*** Records for processing Section Begins ***

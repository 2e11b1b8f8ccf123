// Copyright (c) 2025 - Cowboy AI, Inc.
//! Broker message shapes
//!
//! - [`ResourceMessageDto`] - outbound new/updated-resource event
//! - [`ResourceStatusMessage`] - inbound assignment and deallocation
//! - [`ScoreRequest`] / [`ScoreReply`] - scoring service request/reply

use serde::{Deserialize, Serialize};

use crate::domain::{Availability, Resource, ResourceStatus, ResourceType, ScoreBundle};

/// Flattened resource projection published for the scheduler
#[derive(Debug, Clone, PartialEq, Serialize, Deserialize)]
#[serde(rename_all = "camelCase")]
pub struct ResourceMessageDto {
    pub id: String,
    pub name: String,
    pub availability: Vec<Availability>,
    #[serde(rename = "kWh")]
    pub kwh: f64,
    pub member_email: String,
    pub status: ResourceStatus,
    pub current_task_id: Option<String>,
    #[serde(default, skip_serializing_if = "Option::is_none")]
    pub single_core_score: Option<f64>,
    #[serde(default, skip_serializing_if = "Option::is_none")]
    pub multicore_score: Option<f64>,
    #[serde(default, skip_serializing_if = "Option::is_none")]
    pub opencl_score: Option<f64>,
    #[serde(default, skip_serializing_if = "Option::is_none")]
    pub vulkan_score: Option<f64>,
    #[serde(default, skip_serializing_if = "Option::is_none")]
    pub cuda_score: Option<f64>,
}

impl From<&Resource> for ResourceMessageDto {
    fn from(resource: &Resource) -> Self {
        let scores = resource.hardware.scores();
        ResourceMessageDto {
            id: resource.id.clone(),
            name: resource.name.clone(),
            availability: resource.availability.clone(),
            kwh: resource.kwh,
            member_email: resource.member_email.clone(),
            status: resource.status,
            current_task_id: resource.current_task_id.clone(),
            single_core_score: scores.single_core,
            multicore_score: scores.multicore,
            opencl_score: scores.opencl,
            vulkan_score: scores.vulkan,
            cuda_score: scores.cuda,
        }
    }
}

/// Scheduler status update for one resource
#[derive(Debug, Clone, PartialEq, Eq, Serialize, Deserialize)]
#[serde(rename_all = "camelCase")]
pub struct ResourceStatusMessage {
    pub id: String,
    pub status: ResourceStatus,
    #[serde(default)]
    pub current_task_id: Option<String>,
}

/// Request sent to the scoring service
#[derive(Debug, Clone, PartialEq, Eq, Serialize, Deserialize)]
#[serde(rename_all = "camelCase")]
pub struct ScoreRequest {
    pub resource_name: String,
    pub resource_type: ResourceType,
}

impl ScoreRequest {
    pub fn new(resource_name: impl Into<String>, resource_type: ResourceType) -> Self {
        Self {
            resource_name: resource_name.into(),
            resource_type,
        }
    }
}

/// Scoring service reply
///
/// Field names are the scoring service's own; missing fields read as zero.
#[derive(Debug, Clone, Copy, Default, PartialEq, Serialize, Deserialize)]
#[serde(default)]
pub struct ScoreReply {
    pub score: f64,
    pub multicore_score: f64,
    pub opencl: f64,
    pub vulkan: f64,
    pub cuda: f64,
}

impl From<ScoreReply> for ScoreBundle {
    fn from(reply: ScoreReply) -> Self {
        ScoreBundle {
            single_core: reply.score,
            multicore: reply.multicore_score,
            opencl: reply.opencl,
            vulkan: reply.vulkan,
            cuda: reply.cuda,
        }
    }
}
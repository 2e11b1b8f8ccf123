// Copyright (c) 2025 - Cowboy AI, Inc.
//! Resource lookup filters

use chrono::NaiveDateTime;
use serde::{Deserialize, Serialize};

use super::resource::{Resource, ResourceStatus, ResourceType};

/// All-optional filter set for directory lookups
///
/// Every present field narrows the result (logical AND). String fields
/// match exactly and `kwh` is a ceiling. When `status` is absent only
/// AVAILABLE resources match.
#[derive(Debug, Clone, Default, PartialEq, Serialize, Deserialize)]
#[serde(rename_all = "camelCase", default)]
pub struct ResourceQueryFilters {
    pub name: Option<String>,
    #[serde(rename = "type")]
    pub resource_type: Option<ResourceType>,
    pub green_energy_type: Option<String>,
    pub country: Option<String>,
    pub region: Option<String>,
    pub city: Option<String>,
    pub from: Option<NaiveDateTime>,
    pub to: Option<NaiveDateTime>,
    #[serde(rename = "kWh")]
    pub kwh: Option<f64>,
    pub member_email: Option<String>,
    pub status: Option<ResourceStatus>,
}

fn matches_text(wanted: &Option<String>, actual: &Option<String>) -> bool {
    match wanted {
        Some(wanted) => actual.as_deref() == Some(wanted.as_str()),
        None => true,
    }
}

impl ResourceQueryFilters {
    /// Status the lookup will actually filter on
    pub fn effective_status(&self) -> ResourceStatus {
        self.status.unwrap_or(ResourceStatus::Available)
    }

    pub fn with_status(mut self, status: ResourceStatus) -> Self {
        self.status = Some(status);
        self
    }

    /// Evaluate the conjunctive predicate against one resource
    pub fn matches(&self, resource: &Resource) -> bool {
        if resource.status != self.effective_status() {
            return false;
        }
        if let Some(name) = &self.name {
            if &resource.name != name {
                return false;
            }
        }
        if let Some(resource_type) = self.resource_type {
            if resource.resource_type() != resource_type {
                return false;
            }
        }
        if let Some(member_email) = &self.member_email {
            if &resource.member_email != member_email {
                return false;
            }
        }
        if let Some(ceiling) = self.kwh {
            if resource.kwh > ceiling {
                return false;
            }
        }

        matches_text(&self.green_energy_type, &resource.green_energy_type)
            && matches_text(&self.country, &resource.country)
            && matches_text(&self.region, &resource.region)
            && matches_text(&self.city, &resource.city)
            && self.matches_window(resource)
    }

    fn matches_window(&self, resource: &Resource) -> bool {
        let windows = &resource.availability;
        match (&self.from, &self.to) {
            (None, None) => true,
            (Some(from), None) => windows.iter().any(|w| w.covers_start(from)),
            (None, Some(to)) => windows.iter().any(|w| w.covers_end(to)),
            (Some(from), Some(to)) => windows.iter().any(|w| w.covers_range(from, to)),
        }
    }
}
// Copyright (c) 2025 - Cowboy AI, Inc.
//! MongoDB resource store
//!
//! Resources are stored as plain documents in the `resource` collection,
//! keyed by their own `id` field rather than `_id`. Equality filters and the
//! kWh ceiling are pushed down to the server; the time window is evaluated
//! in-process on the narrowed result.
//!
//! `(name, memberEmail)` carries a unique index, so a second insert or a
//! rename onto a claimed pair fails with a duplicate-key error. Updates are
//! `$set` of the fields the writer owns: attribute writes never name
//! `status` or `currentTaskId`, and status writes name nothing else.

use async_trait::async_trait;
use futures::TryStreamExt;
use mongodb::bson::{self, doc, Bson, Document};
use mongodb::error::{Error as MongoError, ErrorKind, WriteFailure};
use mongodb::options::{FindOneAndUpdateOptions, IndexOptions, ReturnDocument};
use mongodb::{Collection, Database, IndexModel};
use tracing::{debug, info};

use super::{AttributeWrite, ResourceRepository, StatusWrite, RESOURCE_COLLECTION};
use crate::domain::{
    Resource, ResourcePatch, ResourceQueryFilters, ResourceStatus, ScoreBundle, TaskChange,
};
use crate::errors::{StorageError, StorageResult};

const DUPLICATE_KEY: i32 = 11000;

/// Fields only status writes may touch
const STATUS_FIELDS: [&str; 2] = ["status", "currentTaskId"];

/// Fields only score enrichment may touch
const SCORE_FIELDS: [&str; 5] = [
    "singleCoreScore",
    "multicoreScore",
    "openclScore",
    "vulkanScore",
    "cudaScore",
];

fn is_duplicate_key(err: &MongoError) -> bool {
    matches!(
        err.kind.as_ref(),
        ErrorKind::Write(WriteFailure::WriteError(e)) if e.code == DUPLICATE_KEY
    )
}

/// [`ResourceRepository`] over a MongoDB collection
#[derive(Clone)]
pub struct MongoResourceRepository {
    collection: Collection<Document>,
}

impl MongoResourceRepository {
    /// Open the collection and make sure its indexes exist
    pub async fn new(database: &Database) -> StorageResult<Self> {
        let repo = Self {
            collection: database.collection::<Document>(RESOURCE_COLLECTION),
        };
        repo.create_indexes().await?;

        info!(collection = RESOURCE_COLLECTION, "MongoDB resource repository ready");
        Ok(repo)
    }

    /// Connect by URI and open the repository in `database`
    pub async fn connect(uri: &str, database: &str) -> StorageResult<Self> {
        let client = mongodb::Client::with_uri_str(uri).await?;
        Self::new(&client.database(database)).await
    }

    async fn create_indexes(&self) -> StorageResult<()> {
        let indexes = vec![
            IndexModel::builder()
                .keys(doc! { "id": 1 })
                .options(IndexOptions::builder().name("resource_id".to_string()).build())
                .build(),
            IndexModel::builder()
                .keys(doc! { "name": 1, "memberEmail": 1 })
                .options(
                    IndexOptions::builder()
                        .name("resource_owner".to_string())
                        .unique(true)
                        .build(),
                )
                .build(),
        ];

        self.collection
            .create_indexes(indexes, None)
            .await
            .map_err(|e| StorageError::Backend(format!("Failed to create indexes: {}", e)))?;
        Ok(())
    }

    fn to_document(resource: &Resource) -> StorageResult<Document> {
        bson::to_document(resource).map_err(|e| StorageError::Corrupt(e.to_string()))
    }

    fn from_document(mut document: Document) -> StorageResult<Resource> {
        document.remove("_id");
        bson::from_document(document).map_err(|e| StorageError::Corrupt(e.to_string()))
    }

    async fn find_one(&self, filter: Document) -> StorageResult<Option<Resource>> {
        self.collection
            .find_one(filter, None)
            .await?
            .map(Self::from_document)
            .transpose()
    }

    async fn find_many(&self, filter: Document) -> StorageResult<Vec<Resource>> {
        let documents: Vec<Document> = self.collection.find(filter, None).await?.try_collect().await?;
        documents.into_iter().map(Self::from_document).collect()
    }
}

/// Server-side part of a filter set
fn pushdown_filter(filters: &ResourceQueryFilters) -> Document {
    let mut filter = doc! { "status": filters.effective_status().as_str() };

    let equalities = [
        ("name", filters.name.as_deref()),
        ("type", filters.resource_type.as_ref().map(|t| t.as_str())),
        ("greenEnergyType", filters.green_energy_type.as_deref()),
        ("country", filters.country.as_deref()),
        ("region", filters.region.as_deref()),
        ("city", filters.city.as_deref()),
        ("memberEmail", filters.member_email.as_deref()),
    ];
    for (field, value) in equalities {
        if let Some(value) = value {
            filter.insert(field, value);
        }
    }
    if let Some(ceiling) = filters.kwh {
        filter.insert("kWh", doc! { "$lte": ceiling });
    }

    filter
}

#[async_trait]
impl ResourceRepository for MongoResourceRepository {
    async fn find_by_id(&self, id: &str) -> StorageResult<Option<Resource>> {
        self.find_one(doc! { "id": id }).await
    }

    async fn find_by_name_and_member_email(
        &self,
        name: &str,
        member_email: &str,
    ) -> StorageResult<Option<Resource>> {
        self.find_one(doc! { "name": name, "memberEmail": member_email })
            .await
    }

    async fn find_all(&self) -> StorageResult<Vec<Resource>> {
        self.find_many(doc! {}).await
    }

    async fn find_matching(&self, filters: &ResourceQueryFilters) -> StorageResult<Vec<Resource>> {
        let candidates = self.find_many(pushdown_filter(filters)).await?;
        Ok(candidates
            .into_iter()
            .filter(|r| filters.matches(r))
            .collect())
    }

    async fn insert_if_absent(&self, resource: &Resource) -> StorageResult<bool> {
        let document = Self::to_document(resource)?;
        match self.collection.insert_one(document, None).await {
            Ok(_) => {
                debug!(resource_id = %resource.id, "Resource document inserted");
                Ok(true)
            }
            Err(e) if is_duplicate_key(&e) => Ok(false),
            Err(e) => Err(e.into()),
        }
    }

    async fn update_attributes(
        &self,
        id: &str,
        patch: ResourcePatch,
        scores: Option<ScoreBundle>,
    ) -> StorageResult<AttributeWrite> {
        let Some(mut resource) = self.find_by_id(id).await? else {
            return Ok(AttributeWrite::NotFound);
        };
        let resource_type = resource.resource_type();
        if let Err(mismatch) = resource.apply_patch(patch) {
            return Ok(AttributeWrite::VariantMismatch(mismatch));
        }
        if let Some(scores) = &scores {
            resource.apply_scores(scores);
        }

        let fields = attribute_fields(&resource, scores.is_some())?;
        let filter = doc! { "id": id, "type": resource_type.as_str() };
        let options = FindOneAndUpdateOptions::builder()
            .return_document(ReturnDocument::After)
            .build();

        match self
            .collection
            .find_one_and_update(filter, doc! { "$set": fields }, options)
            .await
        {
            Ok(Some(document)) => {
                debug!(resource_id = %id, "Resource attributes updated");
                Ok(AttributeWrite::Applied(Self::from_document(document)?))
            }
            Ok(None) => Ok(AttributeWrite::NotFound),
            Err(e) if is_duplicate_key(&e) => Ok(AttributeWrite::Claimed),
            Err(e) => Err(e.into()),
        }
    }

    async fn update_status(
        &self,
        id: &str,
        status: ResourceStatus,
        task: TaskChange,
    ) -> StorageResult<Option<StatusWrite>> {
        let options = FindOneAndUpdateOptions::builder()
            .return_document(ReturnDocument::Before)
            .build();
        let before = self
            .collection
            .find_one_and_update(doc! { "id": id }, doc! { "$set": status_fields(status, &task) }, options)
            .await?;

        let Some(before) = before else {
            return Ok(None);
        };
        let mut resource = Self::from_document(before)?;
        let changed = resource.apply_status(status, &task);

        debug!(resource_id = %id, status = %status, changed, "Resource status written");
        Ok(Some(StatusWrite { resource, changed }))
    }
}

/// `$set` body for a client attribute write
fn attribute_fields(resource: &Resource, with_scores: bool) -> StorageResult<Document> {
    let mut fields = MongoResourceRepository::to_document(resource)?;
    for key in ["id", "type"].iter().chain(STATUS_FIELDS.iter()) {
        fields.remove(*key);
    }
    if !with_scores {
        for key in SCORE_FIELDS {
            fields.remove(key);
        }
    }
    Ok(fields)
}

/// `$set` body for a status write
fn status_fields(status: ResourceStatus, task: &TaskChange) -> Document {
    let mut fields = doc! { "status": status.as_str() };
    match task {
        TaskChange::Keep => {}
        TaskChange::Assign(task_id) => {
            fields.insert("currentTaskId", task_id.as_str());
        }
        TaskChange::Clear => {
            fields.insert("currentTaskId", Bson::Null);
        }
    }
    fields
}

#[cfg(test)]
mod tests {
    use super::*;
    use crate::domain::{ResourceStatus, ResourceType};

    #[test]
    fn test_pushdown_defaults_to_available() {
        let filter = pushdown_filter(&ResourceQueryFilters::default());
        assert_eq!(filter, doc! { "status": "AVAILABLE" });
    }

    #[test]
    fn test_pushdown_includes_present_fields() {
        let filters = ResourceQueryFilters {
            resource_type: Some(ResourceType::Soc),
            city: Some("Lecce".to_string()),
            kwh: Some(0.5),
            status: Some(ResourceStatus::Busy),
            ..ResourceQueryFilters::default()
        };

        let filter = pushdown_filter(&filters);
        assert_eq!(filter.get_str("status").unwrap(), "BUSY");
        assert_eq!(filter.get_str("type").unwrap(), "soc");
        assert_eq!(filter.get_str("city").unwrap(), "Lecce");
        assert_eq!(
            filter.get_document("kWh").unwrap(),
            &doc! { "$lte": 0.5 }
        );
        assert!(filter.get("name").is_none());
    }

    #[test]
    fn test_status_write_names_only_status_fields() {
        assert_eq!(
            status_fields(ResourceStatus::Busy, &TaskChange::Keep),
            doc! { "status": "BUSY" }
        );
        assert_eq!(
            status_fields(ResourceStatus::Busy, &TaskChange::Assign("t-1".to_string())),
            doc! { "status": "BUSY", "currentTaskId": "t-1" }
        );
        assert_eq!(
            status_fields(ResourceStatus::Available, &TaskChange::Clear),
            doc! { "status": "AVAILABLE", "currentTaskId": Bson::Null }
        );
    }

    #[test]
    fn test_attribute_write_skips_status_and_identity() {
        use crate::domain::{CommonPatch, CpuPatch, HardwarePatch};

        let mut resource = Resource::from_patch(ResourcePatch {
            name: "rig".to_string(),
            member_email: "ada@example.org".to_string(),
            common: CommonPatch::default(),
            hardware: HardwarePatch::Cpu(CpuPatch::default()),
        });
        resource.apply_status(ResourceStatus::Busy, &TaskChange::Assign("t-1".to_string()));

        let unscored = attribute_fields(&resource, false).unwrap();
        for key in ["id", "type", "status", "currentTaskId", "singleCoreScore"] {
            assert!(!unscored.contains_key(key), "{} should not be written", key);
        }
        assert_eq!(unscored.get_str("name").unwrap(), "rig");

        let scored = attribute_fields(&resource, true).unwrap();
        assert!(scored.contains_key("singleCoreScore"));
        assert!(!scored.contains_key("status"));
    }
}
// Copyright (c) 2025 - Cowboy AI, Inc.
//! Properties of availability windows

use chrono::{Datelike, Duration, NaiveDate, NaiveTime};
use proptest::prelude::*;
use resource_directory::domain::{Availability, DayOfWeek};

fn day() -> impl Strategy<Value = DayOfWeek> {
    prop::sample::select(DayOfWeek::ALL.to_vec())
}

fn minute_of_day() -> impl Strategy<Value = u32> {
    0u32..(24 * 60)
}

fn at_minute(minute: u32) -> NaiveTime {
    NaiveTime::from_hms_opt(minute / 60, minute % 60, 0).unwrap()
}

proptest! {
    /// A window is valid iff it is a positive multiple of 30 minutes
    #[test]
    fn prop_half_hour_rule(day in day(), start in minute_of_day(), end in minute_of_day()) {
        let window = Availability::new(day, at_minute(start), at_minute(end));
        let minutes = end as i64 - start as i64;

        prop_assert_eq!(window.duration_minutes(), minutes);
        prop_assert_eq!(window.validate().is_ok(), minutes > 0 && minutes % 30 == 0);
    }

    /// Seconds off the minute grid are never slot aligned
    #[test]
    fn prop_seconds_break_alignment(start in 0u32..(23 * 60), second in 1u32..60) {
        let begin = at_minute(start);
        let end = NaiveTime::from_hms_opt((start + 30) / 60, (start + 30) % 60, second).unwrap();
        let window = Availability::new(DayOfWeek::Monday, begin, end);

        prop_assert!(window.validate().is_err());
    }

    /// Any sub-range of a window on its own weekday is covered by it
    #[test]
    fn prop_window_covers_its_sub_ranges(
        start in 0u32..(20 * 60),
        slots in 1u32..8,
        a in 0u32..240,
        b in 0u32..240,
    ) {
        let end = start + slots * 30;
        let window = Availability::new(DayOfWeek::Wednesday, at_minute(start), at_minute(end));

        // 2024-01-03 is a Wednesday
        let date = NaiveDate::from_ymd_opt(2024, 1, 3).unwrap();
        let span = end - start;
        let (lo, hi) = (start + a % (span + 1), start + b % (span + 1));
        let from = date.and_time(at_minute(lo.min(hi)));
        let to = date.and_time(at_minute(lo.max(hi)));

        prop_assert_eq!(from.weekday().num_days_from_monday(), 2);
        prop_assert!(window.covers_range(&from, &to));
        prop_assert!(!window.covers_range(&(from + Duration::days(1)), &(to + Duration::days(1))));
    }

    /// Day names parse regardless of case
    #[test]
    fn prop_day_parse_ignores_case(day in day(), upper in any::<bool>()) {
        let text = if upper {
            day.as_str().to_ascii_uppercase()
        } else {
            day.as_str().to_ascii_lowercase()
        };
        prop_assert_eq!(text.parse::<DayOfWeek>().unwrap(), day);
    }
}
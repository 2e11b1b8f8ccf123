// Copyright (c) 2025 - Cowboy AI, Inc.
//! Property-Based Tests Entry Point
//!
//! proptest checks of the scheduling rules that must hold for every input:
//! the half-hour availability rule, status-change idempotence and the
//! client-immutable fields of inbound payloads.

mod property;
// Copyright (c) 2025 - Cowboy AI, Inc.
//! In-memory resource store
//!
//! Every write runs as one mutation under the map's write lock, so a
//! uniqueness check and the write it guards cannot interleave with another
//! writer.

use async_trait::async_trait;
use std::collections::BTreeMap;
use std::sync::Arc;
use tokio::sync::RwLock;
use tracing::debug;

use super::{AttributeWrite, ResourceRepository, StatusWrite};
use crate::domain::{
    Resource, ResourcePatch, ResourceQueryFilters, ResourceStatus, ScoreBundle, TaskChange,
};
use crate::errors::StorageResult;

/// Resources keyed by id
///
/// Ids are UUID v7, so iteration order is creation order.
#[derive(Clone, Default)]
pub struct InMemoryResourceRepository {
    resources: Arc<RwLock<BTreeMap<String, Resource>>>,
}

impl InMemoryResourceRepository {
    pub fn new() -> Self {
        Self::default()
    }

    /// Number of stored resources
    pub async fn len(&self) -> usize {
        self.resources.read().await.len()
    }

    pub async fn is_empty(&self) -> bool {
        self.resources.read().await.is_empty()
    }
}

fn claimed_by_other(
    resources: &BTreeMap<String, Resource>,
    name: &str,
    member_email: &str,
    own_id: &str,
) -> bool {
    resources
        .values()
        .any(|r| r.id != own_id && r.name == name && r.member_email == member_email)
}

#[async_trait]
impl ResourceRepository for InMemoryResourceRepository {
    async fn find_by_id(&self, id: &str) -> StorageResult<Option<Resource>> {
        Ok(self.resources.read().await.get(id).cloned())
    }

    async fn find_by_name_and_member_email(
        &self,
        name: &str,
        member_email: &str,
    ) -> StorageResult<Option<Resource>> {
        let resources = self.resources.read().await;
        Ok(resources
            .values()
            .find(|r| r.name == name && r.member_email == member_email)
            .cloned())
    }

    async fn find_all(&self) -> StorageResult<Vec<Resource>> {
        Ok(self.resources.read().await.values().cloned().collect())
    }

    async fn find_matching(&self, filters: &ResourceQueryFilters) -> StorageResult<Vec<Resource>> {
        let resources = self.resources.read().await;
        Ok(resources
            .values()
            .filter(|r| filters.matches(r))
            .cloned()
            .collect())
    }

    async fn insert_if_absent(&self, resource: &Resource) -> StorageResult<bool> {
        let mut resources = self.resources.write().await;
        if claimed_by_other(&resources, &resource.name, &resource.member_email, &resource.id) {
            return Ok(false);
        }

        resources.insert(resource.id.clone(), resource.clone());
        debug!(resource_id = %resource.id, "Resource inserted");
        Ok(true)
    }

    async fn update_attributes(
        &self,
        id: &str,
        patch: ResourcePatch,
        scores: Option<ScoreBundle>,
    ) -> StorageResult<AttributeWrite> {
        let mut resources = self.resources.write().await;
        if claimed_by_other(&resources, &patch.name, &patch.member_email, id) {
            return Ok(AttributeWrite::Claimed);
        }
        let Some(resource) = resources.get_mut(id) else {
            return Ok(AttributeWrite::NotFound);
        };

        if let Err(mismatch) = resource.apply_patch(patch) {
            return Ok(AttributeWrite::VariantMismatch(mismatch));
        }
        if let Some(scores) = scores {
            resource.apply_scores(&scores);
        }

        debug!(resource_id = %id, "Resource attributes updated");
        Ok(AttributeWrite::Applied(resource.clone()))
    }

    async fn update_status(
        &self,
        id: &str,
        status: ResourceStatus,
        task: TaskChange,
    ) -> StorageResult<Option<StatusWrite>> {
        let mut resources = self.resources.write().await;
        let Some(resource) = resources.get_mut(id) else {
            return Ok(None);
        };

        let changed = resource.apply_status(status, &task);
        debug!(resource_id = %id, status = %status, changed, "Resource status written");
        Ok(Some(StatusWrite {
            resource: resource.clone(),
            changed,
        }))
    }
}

*** Records for processing Section Ends ***

**Exercise requirements**
Look for the word "ScoreRequest" in the listing above, and copy every line where you find it.

**Your response**
//! - [`ScoreRequest`] / [`ScoreReply`] - scoring service request/reply
pub struct ScoreRequest {
impl ScoreRequest {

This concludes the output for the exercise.